[Stored data]

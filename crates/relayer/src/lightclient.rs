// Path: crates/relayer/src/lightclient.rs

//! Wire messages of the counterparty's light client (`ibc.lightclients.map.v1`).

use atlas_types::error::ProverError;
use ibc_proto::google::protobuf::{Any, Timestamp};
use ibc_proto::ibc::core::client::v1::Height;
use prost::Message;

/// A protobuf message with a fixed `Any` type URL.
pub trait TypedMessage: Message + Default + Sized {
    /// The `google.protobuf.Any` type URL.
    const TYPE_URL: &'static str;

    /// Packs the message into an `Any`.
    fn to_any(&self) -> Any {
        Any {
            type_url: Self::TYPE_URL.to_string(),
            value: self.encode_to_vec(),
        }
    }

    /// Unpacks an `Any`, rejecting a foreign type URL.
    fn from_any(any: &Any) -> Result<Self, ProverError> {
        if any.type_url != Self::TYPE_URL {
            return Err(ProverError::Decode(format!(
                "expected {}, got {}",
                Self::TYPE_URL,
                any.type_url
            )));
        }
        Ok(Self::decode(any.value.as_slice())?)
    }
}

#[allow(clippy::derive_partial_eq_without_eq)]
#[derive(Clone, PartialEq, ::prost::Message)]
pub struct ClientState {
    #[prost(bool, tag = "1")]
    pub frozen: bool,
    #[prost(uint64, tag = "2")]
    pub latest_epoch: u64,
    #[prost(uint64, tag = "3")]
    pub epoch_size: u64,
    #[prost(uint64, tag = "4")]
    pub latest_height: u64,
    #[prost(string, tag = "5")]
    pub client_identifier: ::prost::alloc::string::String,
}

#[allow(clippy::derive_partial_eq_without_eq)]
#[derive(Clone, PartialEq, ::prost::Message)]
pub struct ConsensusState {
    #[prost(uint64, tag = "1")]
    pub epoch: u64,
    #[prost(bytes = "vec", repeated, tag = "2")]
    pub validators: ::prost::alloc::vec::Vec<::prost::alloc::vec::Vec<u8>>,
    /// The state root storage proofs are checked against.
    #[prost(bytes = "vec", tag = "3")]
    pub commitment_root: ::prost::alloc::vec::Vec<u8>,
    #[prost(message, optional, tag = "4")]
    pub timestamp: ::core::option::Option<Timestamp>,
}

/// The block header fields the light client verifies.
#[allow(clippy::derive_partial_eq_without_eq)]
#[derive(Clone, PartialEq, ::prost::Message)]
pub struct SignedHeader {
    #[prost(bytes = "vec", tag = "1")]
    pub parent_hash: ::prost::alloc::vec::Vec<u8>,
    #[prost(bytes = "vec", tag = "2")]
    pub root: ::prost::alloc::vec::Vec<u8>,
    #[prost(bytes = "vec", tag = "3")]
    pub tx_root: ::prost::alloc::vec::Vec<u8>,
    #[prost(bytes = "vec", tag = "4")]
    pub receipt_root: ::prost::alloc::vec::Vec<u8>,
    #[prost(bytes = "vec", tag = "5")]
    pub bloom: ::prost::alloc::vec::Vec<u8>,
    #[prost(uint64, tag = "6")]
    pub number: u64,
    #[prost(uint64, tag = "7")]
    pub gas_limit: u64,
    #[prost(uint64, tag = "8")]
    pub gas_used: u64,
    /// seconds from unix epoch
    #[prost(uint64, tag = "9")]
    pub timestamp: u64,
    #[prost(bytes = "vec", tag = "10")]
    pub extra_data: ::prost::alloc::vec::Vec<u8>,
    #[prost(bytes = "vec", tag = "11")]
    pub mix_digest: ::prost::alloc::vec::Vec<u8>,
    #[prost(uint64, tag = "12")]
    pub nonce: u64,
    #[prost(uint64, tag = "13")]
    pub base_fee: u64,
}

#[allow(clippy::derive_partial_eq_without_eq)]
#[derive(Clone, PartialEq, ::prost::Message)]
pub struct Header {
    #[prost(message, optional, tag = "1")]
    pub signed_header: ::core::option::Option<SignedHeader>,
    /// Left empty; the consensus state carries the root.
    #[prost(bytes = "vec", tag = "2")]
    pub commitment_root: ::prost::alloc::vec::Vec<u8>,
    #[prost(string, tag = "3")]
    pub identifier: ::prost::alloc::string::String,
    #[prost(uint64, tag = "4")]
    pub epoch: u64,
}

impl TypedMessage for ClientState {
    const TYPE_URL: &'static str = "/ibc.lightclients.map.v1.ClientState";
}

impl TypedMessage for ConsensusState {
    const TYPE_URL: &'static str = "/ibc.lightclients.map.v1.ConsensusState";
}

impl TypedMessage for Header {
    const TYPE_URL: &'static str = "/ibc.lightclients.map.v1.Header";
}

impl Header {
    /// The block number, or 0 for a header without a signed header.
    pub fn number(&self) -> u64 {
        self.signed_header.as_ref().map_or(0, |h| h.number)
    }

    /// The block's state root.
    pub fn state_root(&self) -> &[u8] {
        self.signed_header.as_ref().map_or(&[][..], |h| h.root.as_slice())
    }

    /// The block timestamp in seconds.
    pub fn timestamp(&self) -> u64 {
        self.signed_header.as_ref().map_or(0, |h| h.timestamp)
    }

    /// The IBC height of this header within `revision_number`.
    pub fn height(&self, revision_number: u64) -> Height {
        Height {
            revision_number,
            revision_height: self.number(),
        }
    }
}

--

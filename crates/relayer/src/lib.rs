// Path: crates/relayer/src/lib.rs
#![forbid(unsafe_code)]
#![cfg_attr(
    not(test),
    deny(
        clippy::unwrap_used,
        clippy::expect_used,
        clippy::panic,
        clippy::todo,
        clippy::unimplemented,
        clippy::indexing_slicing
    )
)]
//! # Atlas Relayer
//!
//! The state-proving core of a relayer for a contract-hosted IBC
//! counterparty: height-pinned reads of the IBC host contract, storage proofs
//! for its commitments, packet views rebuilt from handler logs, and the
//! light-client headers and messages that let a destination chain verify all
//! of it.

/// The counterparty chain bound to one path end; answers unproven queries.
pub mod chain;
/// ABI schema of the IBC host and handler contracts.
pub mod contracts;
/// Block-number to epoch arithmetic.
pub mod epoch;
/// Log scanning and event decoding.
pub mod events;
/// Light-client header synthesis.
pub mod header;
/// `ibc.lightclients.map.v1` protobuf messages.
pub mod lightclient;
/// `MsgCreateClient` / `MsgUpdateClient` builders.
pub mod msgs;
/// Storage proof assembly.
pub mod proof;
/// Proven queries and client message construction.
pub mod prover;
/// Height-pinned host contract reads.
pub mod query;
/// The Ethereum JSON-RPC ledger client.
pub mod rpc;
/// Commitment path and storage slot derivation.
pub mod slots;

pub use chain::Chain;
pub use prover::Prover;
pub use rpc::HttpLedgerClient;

** Exercise brief **
Of the entries above, repeat exactly the lines from the line with "Storage proof assembly." through the line with "pub use rpc::HttpLedgerClient;", both of them included.

** Task result **
/// Storage proof assembly.
pub mod proof;
/// Proven queries and client message construction.
pub mod prover;
/// Height-pinned host contract reads.
pub mod query;
/// The Ethereum JSON-RPC ledger client.
pub mod rpc;
/// Commitment path and storage slot derivation.
pub mod slots;

pub use chain::Chain;
pub use prover::Prover;
pub use rpc::HttpLedgerClient;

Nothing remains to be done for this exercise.